Lichenaula terminata

Scientific classification
- Domain: Eukaryota
- Kingdom: Animalia
- Phylum: Arthropoda
- Class: Insecta
- Order: Lepidoptera
- Family: Xyloryctidae
- Genus: Lichenaula
- Species: L. terminata
- Binomial name: Lichenaula terminata (Meyrick, 1921)
- Synonyms: Xylorycta terminata Meyrick, 1921;

= Lichenaula terminata =

- Authority: (Meyrick, 1921)
- Synonyms: Xylorycta terminata Meyrick, 1921

Species of moth

Lichenaula terminata is a moth in the family Xyloryctidae. It was described by Edward Meyrick in 1921. It is found on New Guinea.

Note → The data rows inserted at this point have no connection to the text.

/* This Source Code Form is subject to the terms of the Mozilla Public
 * License, v. 2.0. If a copy of the MPL was not distributed with this
 * file, You can obtain one at http://mozilla.org/MPL/2.0/. */

use std::ops::Deref;

use quick_xml::Writer;
use serde::Deserialize;

use crate::{
    response::DelegateResponse,
    types::sealed::EnvelopeBodyContents,
    xml::{self, XmlSerialize},
    DelegateUsers, DeliverMeetingRequests, Mailbox, Operation, OperationResponse,
};

/// A request to add one or more delegates to a mailbox.
///
/// See <https://learn.microsoft.com/en-us/exchange/client-developer/web-service-reference/adddelegate>
#[derive(Clone, Debug)]
pub struct AddDelegate {
    pub mailbox: Mailbox,
    pub delegate_users: DelegateUsers,
    pub deliver_meeting_requests: Option<DeliverMeetingRequests>,
}

impl XmlSerialize for AddDelegate {
    fn serialize_child_nodes<W>(&self, writer: &mut Writer<W>) -> Result<(), xml::Error>
    where
        W: std::io::Write,
    {
        self.mailbox.serialize_as_element(writer, "m:Mailbox")?;
        self.delegate_users
            .serialize_as_element(writer, "m:DelegateUsers")?;
        self.deliver_meeting_requests
            .serialize_as_element(writer, "m:DeliverMeetingRequests")?;

        Ok(())
    }
}

impl Operation for AddDelegate {
    type Response = AddDelegateResponse;
}

impl EnvelopeBodyContents for AddDelegate {
    fn name() -> &'static str {
        "AddDelegate"
    }
}

/// A response to an [`AddDelegate`] request.
///
/// See <https://learn.microsoft.com/en-us/exchange/client-developer/web-service-reference/adddelegateresponse>
#[derive(Clone, Debug, Default, Deserialize, PartialEq, Eq)]
#[serde(transparent)]
pub struct AddDelegateResponse(pub DelegateResponse);

impl Deref for AddDelegateResponse {
    type Target = DelegateResponse;

    fn deref(&self) -> &Self::Target {
        &self.0
    }
}

impl OperationResponse for AddDelegateResponse {}

impl EnvelopeBodyContents for AddDelegateResponse {
    fn name() -> &'static str {
        "AddDelegateResponse"
    }
}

The wingspan is about 26 mm. The forewings are shining white with the extreme costal edge light yellow ochreous, at the base greyish, a very fine interrupted orange line from the costa at two-thirds to beneath two small orange spots on the costa near the apex. There is also a short fine black line on the apical edge, forming a small black spot at the upper extremity. There are three black dots on the lower part of the termen, the lowest enlarged into a small spot. The hindwings are white, with the dorsal hairs slightly ochreous tinged and the apical edge is pale greyish.